COMIC CON - THE MOST INCLUSIVE PLACE ON EARTH!

If you want to see what genuine inclusion looks like, don’t look at the current series of ad campaigns. Look at Comic Con!

You’ll find more diversity in one convention corridor than most brands could ever dream up in a creative review. People of every age, shape, identity, and galaxy show up exactly as they are - or, more accurately, as whoever they want to be.

It’s the purest, loudest, most joyfully human example of belonging on the planet. The brand activations are just the backdrop - the people are the story.

Costume as an equaliser

Cosplay isn’t about hiding. It’s about becoming.

Whether your outfit cost £20 or £2,000, the applause sounds the same. You can’t tell who’s a CEO, who’s a student, or who built their armour out of Monster drinks cans (yes that’s right) or cereal boxes at 3am. It’s democracy in latex and duct tape.

From a sharp-looking Naruto to numerous immaculately detailed Clara’s from Clair Obscur: Expedition 33, right down to a young girl proudly wearing a handmade mask of cogs and wire, every costume tells a story!

Psychologist Carl Rogers believed authenticity is the cornerstone of happiness - and Comic Con proves it. When you dress as your hero, you’re not escaping reality, you’re expanding who you’re allowed to be.

It’s identity play with purpose. A safe space to test new versions of yourself - the kind of openness most brands try (and fail) to bottle and sell.

The man from Scotland

On the first morning, we met a man who’d taken the overnight bus the day before from Scotland. He’d planned his outfits with military precision - one for each day, each more elaborate than the last.

He said he looked forward to the journey as much as the destination - the chatter with fellow fans, the shared anticipation. But what he loved most wasn’t performing; it was watching. The after-parties, the laughter, the small moments of connection between strangers in costume.

He didn’t need to be the centre of attention to feel part of something. He already was.

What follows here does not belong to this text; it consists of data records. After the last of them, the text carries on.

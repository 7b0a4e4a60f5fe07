//! Subscribing endpoint
//!
//! One `Subscriber` holds the filter set shared by all of its connections.
//! `connect` starts a background task per publisher address that dials the
//! peer, replays the current filters, forwards later filter changes, and
//! pushes every matching frame into the inbound channel handed to `new`.
//! Connecting never fails: an absent peer is retried every
//! `RECONNECT_INTERVAL` until it appears or the subscriber is closed.

use std::collections::{BTreeSet, HashMap};
use std::sync::{Arc, Mutex};
use std::time::Duration;

use futures_util::{SinkExt, StreamExt};
use tokio::net::TcpStream;
use tokio::sync::{mpsc, watch};
use tokio_tungstenite::{MaybeTlsStream, WebSocketStream, connect_async};
use tracing::{debug, trace, warn};
use tungstenite::protocol::Message as WsMessage;

use crate::transport::endpoint::Endpoint;
use crate::transport::matches_filter;
use crate::transport::message::{PublisherMessage, SubscriberMessage};
use crate::utils::lock;

pub const RECONNECT_INTERVAL: Duration = Duration::from_millis(100);

/// A frame received from any connected publisher.
#[derive(Debug, Clone, PartialEq, Eq)]
pub struct InboundFrame {
    pub topic: String,
    pub payload: String,
}

#[derive(Debug, Default)]
struct SubscriberState {
    filters: BTreeSet<String>,
    connections: HashMap<u64, mpsc::UnboundedSender<SubscriberMessage>>,
    next_connection: u64,
}

impl SubscriberState {
    fn broadcast(&self, control: SubscriberMessage) {
        for tx in self.connections.values() {
            let _ = tx.send(control.clone());
        }
    }
}

type SharedState = Arc<Mutex<SubscriberState>>;
type Connection = WebSocketStream<MaybeTlsStream<TcpStream>>;

#[derive(Debug)]
pub struct Subscriber {
    state: SharedState,
    inbound: mpsc::UnboundedSender<InboundFrame>,
    shutdown: watch::Sender<bool>,
}

impl Subscriber {
    pub fn new(inbound: mpsc::UnboundedSender<InboundFrame>) -> Self {
        let (shutdown, _) = watch::channel(false);
        Self {
            state: Arc::new(Mutex::new(SubscriberState::default())),
            inbound,
            shutdown,
        }
    }

    /// Starts maintaining a connection to the publisher at `endpoint`. Must be
    /// called from within a tokio runtime.
    pub fn connect(&self, endpoint: &Endpoint) {
        tokio::spawn(connection_loop(
            endpoint.ws_url(),
            self.state.clone(),
            self.inbound.clone(),
            self.shutdown.subscribe(),
        ));
    }

    /// Adds a prefix filter. Adding a filter twice is a no-op.
    pub fn subscribe(&self, topic: &str) {
        let mut state = lock(&self.state);
        if state.filters.insert(topic.to_string()) {
            state.broadcast(SubscriberMessage::Subscribe {
                topic: topic.to_string(),
            });
        }
    }

    /// Removes a prefix filter. Removing an absent filter is a no-op.
    pub fn unsubscribe(&self, topic: &str) {
        let mut state = lock(&self.state);
        if state.filters.remove(topic) {
            state.broadcast(SubscriberMessage::Unsubscribe {
                topic: topic.to_string(),
            });
        }
    }

    pub fn is_subscribed(&self, topic: &str) -> bool {
        lock(&self.state).filters.contains(topic)
    }

    pub fn filters(&self) -> Vec<String> {
        lock(&self.state).filters.iter().cloned().collect()
    }

    /// Number of publishers currently connected.
    pub fn connection_count(&self) -> usize {
        lock(&self.state).connections.len()
    }

    /// Drops every connection and stops reconnecting.
    pub fn close(&self) {
        let _ = self.shutdown.send(true);
        let mut state = lock(&self.state);
        state.filters.clear();
        state.connections.clear();
    }
}

impl Drop for Subscriber {
    fn drop(&mut self) {
        self.close();
    }
}

async fn connection_loop(
    url: String,
    state: SharedState,
    inbound: mpsc::UnboundedSender<InboundFrame>,
    mut shutdown: watch::Receiver<bool>,
) {
    loop {
        if *shutdown.borrow() {
            break;
        }

        tokio::select! {
            _ = shutdown.changed() => break,
            result = connect_async(url.as_str()) => match result {
                Ok((ws_stream, _response)) => {
                    debug!("connected to publisher {url}");
                    run_connection(ws_stream, &state, &inbound, &mut shutdown).await;
                    debug!("disconnected from publisher {url}");
                }
                Err(e) => trace!("publisher {url} unavailable: {e}"),
            }
        }

        if *shutdown.borrow() {
            break;
        }
        tokio::select! {
            _ = shutdown.changed() => break,
            _ = tokio::time::sleep(RECONNECT_INTERVAL) => {}
        }
    }
}

async fn run_connection(
    ws_stream: Connection,
    state: &SharedState,
    inbound: &mpsc::UnboundedSender<InboundFrame>,
    shutdown: &mut watch::Receiver<bool>,
) {
    let (mut ws_sender, mut ws_receiver) = ws_stream.split();
    let (tx, mut rx) = mpsc::unbounded_channel::<SubscriberMessage>();

    // Replay and registration happen under one lock so no filter change can
    // slip between the snapshot and the first broadcast.
    let connection_id = {
        let mut state = lock(state);
        for topic in &state.filters {
            let _ = tx.send(SubscriberMessage::Subscribe {
                topic: topic.clone(),
            });
        }
        let id = state.next_connection;
        state.next_connection += 1;
        state.connections.insert(id, tx);
        id
    };

    loop {
        tokio::select! {
            _ = shutdown.changed() => break,
            control = rx.recv() => match control {
                Some(control) => {
                    let text = match serde_json::to_string(&control) {
                        Ok(json) => json,
                        Err(e) => {
                            warn!("Failed to encode control message: {e}");
                            continue;
                        }
                    };
                    if let Err(e) = ws_sender.send(WsMessage::text(text)).await {
                        debug!("Failed to send control message: {e}");
                        break;
                    }
                }
                None => break,
            },
            received = ws_receiver.next() => match received {
                Some(Ok(msg)) if msg.is_text() => match msg.to_text() {
                    Ok(text) => forward_frame(state, inbound, text),
                    Err(e) => warn!("Unreadable frame: {e}"),
                },
                Some(Ok(msg)) if msg.is_close() => break,
                Some(Ok(_)) => {}
                Some(Err(e)) => {
                    debug!("Connection error: {e}");
                    break;
                }
                None => break,
            }
        }
    }

    lock(state).connections.remove(&connection_id);
    let _ = ws_sender.close().await;
}

fn forward_frame(state: &SharedState, inbound: &mpsc::UnboundedSender<InboundFrame>, text: &str) {
    let PublisherMessage::Frame { topic, payload } =
        match serde_json::from_str::<PublisherMessage>(text) {
            Ok(frame) => frame,
            Err(err) => {
                warn!(
                    "Invalid publisher message: {err} | {}",
                    text.chars().take(100).collect::<String>()
                );
                return;
            }
        };

    // frames can still be in flight after an unsubscribe reached the peer
    if !matches_filter(lock(state).filters.iter(), &topic) {
        trace!("dropping frame on unsubscribed topic {topic}");
        return;
    }

    if inbound.send(InboundFrame { topic, payload }).is_err() {
        debug!("inbound channel closed, dropping frame");
    }
}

That’s relatedness - one of the core human needs for happiness. But really, it’s simpler than that: belonging without needing to be seen.

The woman who gifted

Later, we met a woman who’d travelled all the way from Switzerland. She mentioned she had ADHD, then lost herself in puzzling – calm, focused, exactly where she wanted to be.

We gave her a small challenge, and she dived in completely - head down, laser-focused, lost in her craft. The next day, she came back to find us, holding out tiny handmade gifts. Little works of art she’d created and carried across borders, just to say thank you.

It’s easy for brands to talk about generosity. Harder to live it. But this woman was generosity - in focus, in joy, in craft. Comic Con didn’t just give her a stage. It gave her a home.

Lunch with strangers

Around lunchtime, we found ourselves in the central corridor at ExCel - messy bagels, backpacks, and capes billowing.

It started with a nod, then a search for a missing costume part, then a comment about a shared fandom. Before long, there was laughter. No networking, no agenda, just conversation.

We talked about favourite characters, costume disasters, which stalls were worth a visit. No one interrupted, no one dominated. Just humans connecting with kindness and curiosity.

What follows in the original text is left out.